For non-IV-D requests, under paragraph (a)(2), the State PLS will not access IRS information or financial institution information, which is available only to IV-D agencies and to a limited extent to their agents, under Federal statute.

The previous regulation at paragraph (b) required that the IV-D agency must “establish a central State PLS office and also may designate additional IV-D offices within the State to submit requests to the Federal PLS.” The amendment to § 302.35(b) removes mention of a State PLS “office.” It also requires the IV-D program to “maintain” rather than “establish” a central State PLS.

The previous § 302.35(c)(1) through (5) language specified the authorized persons and entities from whom the State PLS shall accept requests for locate information. The amendments to paragraph (c) strengthen the process by which authorized requestors obtain locate information through the State PLS, specifically with respect to requests from a resident parent, legal guardian, attorney, or agent of a non-IV-A child.
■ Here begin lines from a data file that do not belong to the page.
//! Connection bootstrap utilities for the store database.
//!
//! # Invariants
//! - Returned connections have migrations fully applied.
//! - Every open attempt emits exactly one terminal `db_open` event.

use super::migrations::apply_migrations;
use super::{DbError, DbResult};
use log::{error, info};
use rusqlite::Connection;
use std::path::Path;
use std::time::{Duration, Instant};

/// Opens (or creates) the store database file and applies pending migrations.
///
/// Parent directories are created when missing.
pub fn open_db(path: impl AsRef<Path>) -> DbResult<Connection> {
    let path = path.as_ref();
    if let Some(parent) = path.parent() {
        if !parent.as_os_str().is_empty() && !parent.is_dir() {
            if let Err(err) = std::fs::create_dir_all(parent) {
                error!(
                    "event=db_open module=db status=error mode=file error_code=dir_create_failed error={}",
                    err
                );
                return Err(DbError::DataDir {
                    path: parent.to_path_buf(),
                    source: err,
                });
            }
        }
    }
    open_with("file", || Connection::open(path))
}

/// Opens an in-memory store database, used by tests and dry runs.
pub fn open_db_in_memory() -> DbResult<Connection> {
    open_with("memory", Connection::open_in_memory)
}

fn open_with(
    mode: &'static str,
    connect: impl FnOnce() -> rusqlite::Result<Connection>,
) -> DbResult<Connection> {
    let started_at = Instant::now();
    info!("event=db_open module=db status=start mode={mode}");

    let mut conn = match connect() {
        Ok(conn) => conn,
        Err(err) => {
            error!(
                "event=db_open module=db status=error mode={} duration_ms={} error_code=db_open_failed error={}",
                mode,
                started_at.elapsed().as_millis(),
                err
            );
            return Err(err.into());
        }
    };

    match bootstrap_connection(&mut conn) {
        Ok(()) => {
            info!(
                "event=db_open module=db status=ok mode={} duration_ms={}",
                mode,
                started_at.elapsed().as_millis()
            );
            Ok(conn)
        }
        Err(err) => {
            error!(
                "event=db_open module=db status=error mode={} duration_ms={} error_code=db_bootstrap_failed error={}",
                mode,
                started_at.elapsed().as_millis(),
                err
            );
            Err(err)
        }
    }
}

fn bootstrap_connection(conn: &mut Connection) -> DbResult<()> {
    conn.busy_timeout(Duration::from_secs(5))?;
    apply_migrations(conn)?;
    Ok(())
}
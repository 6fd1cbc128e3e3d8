//! Core domain logic for the personal organizer.
//! This crate is the single source of truth for business invariants.

pub mod csv_text;
pub mod db;
pub mod finance;
pub mod logging;
pub mod metadata;
pub mod model;
pub mod service;
pub mod store;

pub use db::{open_db, open_db_in_memory, DbError, DbResult};
pub use logging::{default_log_level, init_logging, logging_status};
pub use metadata::{GameMetadataProvider, MetadataError, RawgClient};
pub use model::game::{Game, GameMetadata, GameStatus};
pub use model::toy_car::ToyCar;
pub use model::transaction::{Transaction, TransactionKind};
pub use service::backup_service::BackupService;
pub use service::dashboard_service::DashboardService;
pub use service::finance_service::{FinanceError, FinanceService, NewTransaction};
pub use service::game_service::GameService;
pub use service::settings_service::SettingsService;
pub use service::toy_service::ToyService;
pub use store::{JsonStore, KeyValueStore, SqliteKvStore, StoreError};

/// Minimal health-check API for early integration.
pub fn ping() -> &'static str {
    "pong"
}

/// Returns the core crate version.
pub fn core_version() -> &'static str {
    env!("CARGO_PKG_VERSION")
}

#[cfg(test)]
mod tests {
    use super::{core_version, ping};

    #[test]
    fn ping_returns_pong() {
        assert_eq!(ping(), "pong");
    }

    #[test]
    fn version_is_not_empty() {
        assert!(!core_version().is_empty());
    }
}
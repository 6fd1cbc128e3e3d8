//! Cross-module dashboard: counters, goals, trends and reminders.
//!
//! # Responsibility
//! - Summarize finance, games, toy cars and backups for the landing page.
//! - Persist personal goals and raise progress alerts against them.
//! - Throttle periodic reminders with stored timestamps.
//!
//! # Invariants
//! - A goal of zero is "not set" and never raises an alert.
//! - Each reminder fires at most once per interval.

use crate::finance::alerts::{Alert, AlertLevel};
use crate::finance::insights::{expense_change, growth, month_totals, Growth};
use crate::model::goals::Goals;
use crate::model::period::MonthKey;
use crate::service::backup_service::{BackupError, BackupService, BackupStats};
use crate::service::finance_service::{FinanceError, FinanceService};
use crate::service::game_service::{GameError, GameService, GameStats};
use crate::service::toy_service::{ToyError, ToyService};
use crate::store::keys;
use crate::store::stamps::{is_due, read_timestamp, write_timestamp};
use crate::store::{JsonStore, KeyValueStore, StoreError};
use chrono::{DateTime, Duration, NaiveDate, Utc};
use log::info;
use std::collections::BTreeSet;
use std::error::Error;
use std::fmt::{Display, Formatter};

/// Progress at which a goal alert turns from silent to encouraging.
pub const GOAL_CLOSE_PERCENT: f64 = 75.0;
pub const BACKUP_REMINDER_DAYS: i64 = 7;
pub const GOAL_REMINDER_DAYS: i64 = 30;

pub type DashboardResult<T> = Result<T, DashboardError>;

/// Wraps the failure of whichever module the dashboard was reading.
#[derive(Debug)]
pub enum DashboardError {
    Finance(FinanceError),
    Games(GameError),
    Toys(ToyError),
    Backup(BackupError),
    Store(StoreError),
}

impl Display for DashboardError {
    fn fmt(&self, f: &mut Formatter<'_>) -> std::fmt::Result {
        match self {
            Self::Finance(err) => write!(f, "{err}"),
            Self::Games(err) => write!(f, "{err}"),
            Self::Toys(err) => write!(f, "{err}"),
            Self::Backup(err) => write!(f, "{err}"),
            Self::Store(err) => write!(f, "{err}"),
        }
    }
}

impl Error for DashboardError {
    fn source(&self) -> Option<&(dyn Error + 'static)> {
        match self {
            Self::Finance(err) => Some(err),
            Self::Games(err) => Some(err),
            Self::Toys(err) => Some(err),
            Self::Backup(err) => Some(err),
            Self::Store(err) => Some(err),
        }
    }
}

impl From<FinanceError> for DashboardError {
    fn from(value: FinanceError) -> Self {
        Self::Finance(value)
    }
}

impl From<GameError> for DashboardError {
    fn from(value: GameError) -> Self {
        Self::Games(value)
    }
}

impl From<ToyError> for DashboardError {
    fn from(value: ToyError) -> Self {
        Self::Toys(value)
    }
}

impl From<BackupError> for DashboardError {
    fn from(value: BackupError) -> Self {
        Self::Backup(value)
    }
}

impl From<StoreError> for DashboardError {
    fn from(value: StoreError) -> Self {
        Self::Store(value)
    }
}

#[derive(Debug, Clone, Copy, PartialEq)]
pub struct FinanceCard {
    pub income: f64,
    pub expenses: f64,
    /// Categories budgeted for the current month.
    pub budgets: usize,
}

#[derive(Debug, Clone, Copy, PartialEq, Eq)]
pub struct ToyCarCard {
    pub total: usize,
    pub series: usize,
    pub years: usize,
}

#[derive(Debug, Clone, Copy, PartialEq)]
pub struct DashboardStats {
    pub finance: FinanceCard,
    pub games: GameStats,
    pub toy_cars: ToyCarCard,
    pub backup: BackupStats,
}

#[derive(Debug, Clone, Copy, PartialEq)]
pub struct DashboardTrends {
    pub expenses: Growth,
    pub games_added: Growth,
    pub cars_added: Growth,
}

#[derive(Debug, Clone, Copy, PartialEq, Eq)]
pub enum Reminder {
    /// No automatic backup has ever run.
    ConfigureAutoBackup,
    WeeklyBackup,
    MonthlyGoals,
}

impl Reminder {
    pub fn message(self) -> &'static str {
        match self {
            Self::ConfigureAutoBackup => "Dica: configure o backup automático para proteger seus dados",
            Self::WeeklyBackup => "Lembrete: faça backup dos seus dados para mantê-los seguros",
            Self::MonthlyGoals => "Dica: defina metas para manter o foco nos seus objetivos",
        }
    }
}

pub struct DashboardService<S: KeyValueStore> {
    store: S,
}

impl<S: KeyValueStore> DashboardService<S> {
    pub fn new(store: S) -> Self {
        Self { store }
    }

    pub fn stats(&self, today: NaiveDate) -> DashboardResult<DashboardStats> {
        let finance = FinanceService::new(&self.store);
        let month = MonthKey::of(today);
        let totals = month_totals(&finance.transactions()?, month);
        let budgets = finance.budgets(today)?.category_count(month);

        let games = GameService::new(&self.store).games()?;
        let cars = ToyService::new(&self.store).cars()?;
        let series = cars
            .iter()
            .filter_map(|car| car.series.as_deref())
            .collect::<BTreeSet<_>>()
            .len();
        let years = cars.iter().map(|car| car.year).collect::<BTreeSet<_>>().len();

        Ok(DashboardStats {
            finance: FinanceCard {
                income: totals.income,
                expenses: totals.expenses,
                budgets,
            },
            games: GameStats::of(&games),
            toy_cars: ToyCarCard {
                total: cars.len(),
                series,
                years,
            },
            backup: BackupService::new(&self.store).stats()?,
        })
    }

    pub fn goals(&self) -> DashboardResult<Goals> {
        Ok(self.store.load_json(keys::APP_GOALS, Goals::default())?)
    }

    pub fn save_goals(&self, goals: &Goals) -> DashboardResult<()> {
        self.store.save_json(keys::APP_GOALS, goals)?;
        info!("event=goals_save module=dashboard status=ok");
        Ok(())
    }

    /// Alerts for savings, finished games and collection size goals.
    pub fn goal_alerts(&self, today: NaiveDate) -> DashboardResult<Vec<Alert>> {
        let goals = self.goals()?;
        let mut alerts = Vec::new();

        if goals.finance.monthly_savings > 0.0 {
            let transactions = FinanceService::new(&self.store).transactions()?;
            let balance = month_totals(&transactions, MonthKey::of(today)).balance();
            alerts.extend(goal_alert(
                balance / goals.finance.monthly_savings * 100.0,
                "poupança mensal",
            ));
        }
        if goals.games.games_to_finish > 0 {
            let finished = GameStats::of(&GameService::new(&self.store).games()?).finished;
            alerts.extend(goal_alert(
                finished as f64 / f64::from(goals.games.games_to_finish) * 100.0,
                "jogos",
            ));
        }
        if goals.toy_cars.collection_target > 0 {
            let owned = ToyService::new(&self.store).cars()?.len();
            alerts.extend(goal_alert(
                owned as f64 / f64::from(goals.toy_cars.collection_target) * 100.0,
                "coleção",
            ));
        }
        Ok(alerts)
    }

    /// Month-over-month change for expenses, games added and cars added.
    pub fn trends(&self, today: NaiveDate) -> DashboardResult<DashboardTrends> {
        let month = MonthKey::of(today);
        let previous = month.previous();
        let transactions = FinanceService::new(&self.store).transactions()?;
        let games = GameService::new(&self.store).games()?;
        let cars = ToyService::new(&self.store).cars()?;

        let added = |dates: &mut dyn Iterator<Item = NaiveDate>| -> Growth {
            let (mut current, mut before) = (0_u32, 0_u32);
            for date in dates {
                if month.contains(date) {
                    current += 1;
                } else if previous.contains(date) {
                    before += 1;
                }
            }
            growth(f64::from(current), f64::from(before))
        };

        Ok(DashboardTrends {
            expenses: expense_change(&transactions, today),
            games_added: added(&mut games.iter().map(|game| game.date_added.date_naive())),
            cars_added: added(&mut cars.iter().map(|car| car.date_added.date_naive())),
        })
    }

    /// Reminders due at `now`; each returned reminder is marked as shown.
    pub fn due_reminders(&self, now: DateTime<Utc>) -> DashboardResult<Vec<Reminder>> {
        let mut due = Vec::new();
        if read_timestamp(&self.store, keys::LAST_AUTO_BACKUP)?.is_none() {
            due.push(Reminder::ConfigureAutoBackup);
        }
        let throttled = [
            (
                Reminder::WeeklyBackup,
                keys::LAST_BACKUP_REMINDER,
                Duration::days(BACKUP_REMINDER_DAYS),
            ),
            (
                Reminder::MonthlyGoals,
                keys::LAST_GOAL_REMINDER,
                Duration::days(GOAL_REMINDER_DAYS),
            ),
        ];
        for (reminder, key, interval) in throttled {
            if is_due(&self.store, key, interval, now)? {
                write_timestamp(&self.store, key, now)?;
                due.push(reminder);
            }
        }
        Ok(due)
    }
}

fn goal_alert(progress: f64, goal: &str) -> Option<Alert> {
    if progress >= 100.0 {
        Some(Alert::new(
            AlertLevel::Success,
            format!("Parabéns! Você atingiu sua meta de {goal}"),
        ))
    } else if progress >= GOAL_CLOSE_PERCENT {
        Some(Alert::new(
            AlertLevel::Info,
            format!(
                "Você está a {}% da sua meta de {goal}",
                (100.0 - progress).round()
            ),
        ))
    } else {
        None
    }
}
Previously, § 302.35(c)(3) simply referred to the “resident parent, legal guardian, attorney, or agent of a child” in non-IV-A cases as authorized persons. The revised § 302.35(c)(3) makes it clear that the State PLS will accept locate requests from the resident parent, legal guardian, attorney or agent of a child who is not receiving assistance under title IV-A of the Act only if key requirements are met. The regulation requires the individual to: (i) Attest that the request is being made to obtain information on, or to facilitate the discovery of, any individual in accordance with section 453(a)(2) of the Act for the purpose of establishing parentage, establishing, setting the amount of, modifying, or enforcing child support obligations; (ii) attest that any information obtained through the Federal or State PLS will be used solely for these purposes and otherwise treated as confidential; (iii) provide evidence that the requestor is the parent, legal guardian, attorney, or agent of a child not receiving assistance under title IV-A of the Act, and if an agent of such a child, evidence of a valid contract that meets any requirements in State law or written policy for acting as an agent, and if a parent, attestation that he or sheis the resident parent; and (iv) pay the Federal PLS fee required under section 453(e)(2) of the Act and § 303.70(f)(2)(i), if the State does not pay the fee itself. The regulation also specifies that the State may charge a fee to cover its costs of processing these requests. A State's fee must be as close to actual costs as possible, so as not to discourage requests to use the Federal PLS. See §§ 304.23(e) and 304.50(a). Paragraph (c)(4) simplifies the language regarding the use of the Federal PLS for parental kidnapping, child custody, or visitation cases. Paragraph (c)(5) rewords the previous language allowing locate requests from State title IV-B and title IV-E agencies.

Previous paragraph (d) is redesignated as paragraph (e), as discussed below. A new paragraph (d) is added to specify the authorized purposes for which the State PLS and the Federal PLS may be used and the locate information that may be released for these purposes. Paragraph (d)(1) covers the purposes of establishing parentage and establishing, modifying, or enforcing child support. It also covers related authorized releases of information to locate an individual who has or may have parental rights with respect to the child. It pertains to IV-D and non-IV-D authorized persons and programs, including title IV-B and IV-E agencies. For IV-B/IV-E cases that are non-IV-D and other cases under (d)(1), wage information is authorized and the State PLS may provide asset and/or debt information from the Federal PLS. Paragraph (d)(2) covers the purposes of enforcing a State law with respect to the unlawful taking or restraint of a child or for making or enforcing child custody or visitation determination and the related authorized releases of information.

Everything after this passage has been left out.